Goal of the exercise >> Give only the number of lines in the records that include "InvalidCredentials".

Data supplied >>
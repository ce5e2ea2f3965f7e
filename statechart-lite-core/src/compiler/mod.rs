//! The description compiler: permissive parser → typed graph → verifier.

pub mod ir;
pub mod lowering;
pub mod parser;
pub mod verifier;

pub use ir::{HistoryKind, InvokeSpec, StateGraph, StateKind, StateNode, Transition, Trigger};
pub use lowering::{build_graph, BuildOptions};
pub use parser::parse_document;
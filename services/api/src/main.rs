use std::time::Duration;

use anyhow::Context as _;
use sea_orm::{ConnectOptions, Database};
use tracing::info;

use movieapp_api::config::AppConfig;
use movieapp_api::infra::tmdb::TmdbClient;
use movieapp_api::router::build_router;
use movieapp_api::state::AppState;
use movieapp_auth_types::identity::TokenSecret;
use movieapp_core::shutdown::shutdown_signal;
use movieapp_core::tracing::init_tracing;

#[tokio::main]
async fn main() -> anyhow::Result<()> {
    init_tracing("info");

    let config = AppConfig::from_env()?;

    let mut options = ConnectOptions::new(config.database_url.clone());
    options
        .max_connections(config.db_max_connections)
        .connect_timeout(Duration::from_secs(15))
        .idle_timeout(Duration::from_secs(45))
        .sqlx_logging(false);
    let db = Database::connect(options)
        .await
        .context("connect to database")?;
    db.ping().await.context("ping database")?;
    info!("database connected");

    let catalog = TmdbClient::new(&config.tmdb_base_url, &config.tmdb_api_key)?;

    let state = AppState {
        db: db.clone(),
        token_secret: TokenSecret::new(config.jwt_secret),
        token_ttl_secs: config.jwt_ttl_secs,
        catalog,
    };

    let router = build_router(state, &config.frontend_url);
    let http_addr = format!("0.0.0.0:{}", config.port);
    let listener = tokio::net::TcpListener::bind(&http_addr)
        .await
        .with_context(|| format!("bind {http_addr}"))?;

    info!("api listening on {http_addr}");
    axum::serve(listener, router)
        .with_graceful_shutdown(shutdown_signal())
        .await
        .context("server error")?;

    db.close().await.context("close database")?;
    info!("database connection closed");
    Ok(())
}
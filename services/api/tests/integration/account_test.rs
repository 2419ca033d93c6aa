use movieapp_api::error::ApiError;
use movieapp_api::usecase::account::{
    ChangePasswordInput, ChangePasswordUseCase, LoginInput, LoginUseCase, RegisterInput,
    RegisterUseCase, Session,
};
use movieapp_api::usecase::credential::{hash_password, verify_password};
use movieapp_auth_types::identity::TokenSecret;
use movieapp_auth_types::token::validate_access_token;
use movieapp_testing::auth::TEST_JWT_SECRET;

use crate::helpers::MemUserRepo;

async fn register(repo: &MemUserRepo, email: &str, password: &str) -> Result<Session, ApiError> {
    RegisterUseCase {
        repo: repo.clone(),
        token_secret: TokenSecret::new(TEST_JWT_SECRET),
        token_ttl_secs: 3600,
    }
    .execute(RegisterInput {
        name: "Alice".into(),
        email: email.into(),
        password: password.into(),
    })
    .await
}

async fn login(repo: &MemUserRepo, email: &str, password: &str) -> Result<Session, ApiError> {
    LoginUseCase {
        repo: repo.clone(),
        token_secret: TokenSecret::new(TEST_JWT_SECRET),
        token_ttl_secs: 3600,
    }
    .execute(LoginInput {
        email: email.into(),
        password: password.into(),
    })
    .await
}

// ── Password hashing ─────────────────────────────────────────────────────────

#[tokio::test]
async fn should_never_store_plaintext_password() {
    for p in ["secret1", "correct horse battery staple", "пароль123"] {
        let hash = hash_password(p).await.unwrap();
        assert_ne!(hash, p);
        assert!(verify_password(p, &hash).await.unwrap());
        let other = hash_password(&format!("{p}x")).await.unwrap();
        assert!(!verify_password(p, &other).await.unwrap());
    }
}

// ── Register / Login ─────────────────────────────────────────────────────────

#[tokio::test]
async fn should_register_then_login_with_same_credentials() {
    let repo = MemUserRepo::default();
    let registered = register(&repo, "Alice@Example.com", "secret1").await.unwrap();

    let info = validate_access_token(&registered.token.token, TEST_JWT_SECRET).unwrap();
    assert_eq!(info.user_id, registered.user.id);

    let stored = repo.get(registered.user.id).unwrap();
    assert_eq!(stored.email, "alice@example.com");
    assert_ne!(stored.password_hash, "secret1");

    let session = login(&repo, "alice@example.com", "secret1").await.unwrap();
    assert_eq!(session.user, registered.user);
}

#[tokio::test]
async fn should_reject_second_registration_for_same_email() {
    let repo = MemUserRepo::default();
    register(&repo, "alice@example.com", "secret1").await.unwrap();
    let result = register(&repo, "ALICE@example.com", "secret2").await;
    assert!(matches!(result, Err(ApiError::EmailAlreadyRegistered)));
}

#[tokio::test]
async fn should_fail_login_identically_for_unknown_email_and_wrong_password() {
    let repo = MemUserRepo::default();
    register(&repo, "alice@example.com", "secret1").await.unwrap();

    let wrong_password = login(&repo, "alice@example.com", "secret2").await;
    assert!(matches!(wrong_password, Err(ApiError::InvalidCredentials)));

    let unknown = login(&repo, "nobody@example.com", "secret1").await;
    assert!(matches!(unknown, Err(ApiError::InvalidCredentials)));
}

// ── ChangePassword ───────────────────────────────────────────────────────────

#[tokio::test]
async fn should_change_password_and_retire_old_one() {
    let repo = MemUserRepo::default();
    let session = register(&repo, "alice@example.com", "secret1").await.unwrap();

    ChangePasswordUseCase { repo: repo.clone() }
        .execute(
            session.user.id,
            ChangePasswordInput {
                current_password: "secret1".into(),
                new_password: "secret2".into(),
            },
        )
        .await
        .unwrap();

    let old = login(&repo, "alice@example.com", "secret1").await;
    assert!(matches!(old, Err(ApiError::InvalidCredentials)));
    login(&repo, "alice@example.com", "secret2").await.unwrap();
}

#[tokio::test]
async fn should_require_current_password_to_change_it() {
    let repo = MemUserRepo::default();
    let session = register(&repo, "alice@example.com", "secret1").await.unwrap();
    let before = repo.get(session.user.id).unwrap().password_hash;

    let wrong = ChangePasswordUseCase { repo: repo.clone() }
        .execute(
            session.user.id,
            ChangePasswordInput {
                current_password: "guess".into(),
                new_password: "secret2".into(),
            },
        )
        .await;
    assert!(matches!(wrong, Err(ApiError::InvalidCredentials)));

    let short = ChangePasswordUseCase { repo: repo.clone() }
        .execute(
            session.user.id,
            ChangePasswordInput {
                current_password: "secret1".into(),
                new_password: "123".into(),
            },
        )
        .await;
    assert!(matches!(short, Err(ApiError::PasswordTooShort)));

    assert_eq!(repo.get(session.user.id).unwrap().password_hash, before);
}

Solution to the exercise >> 4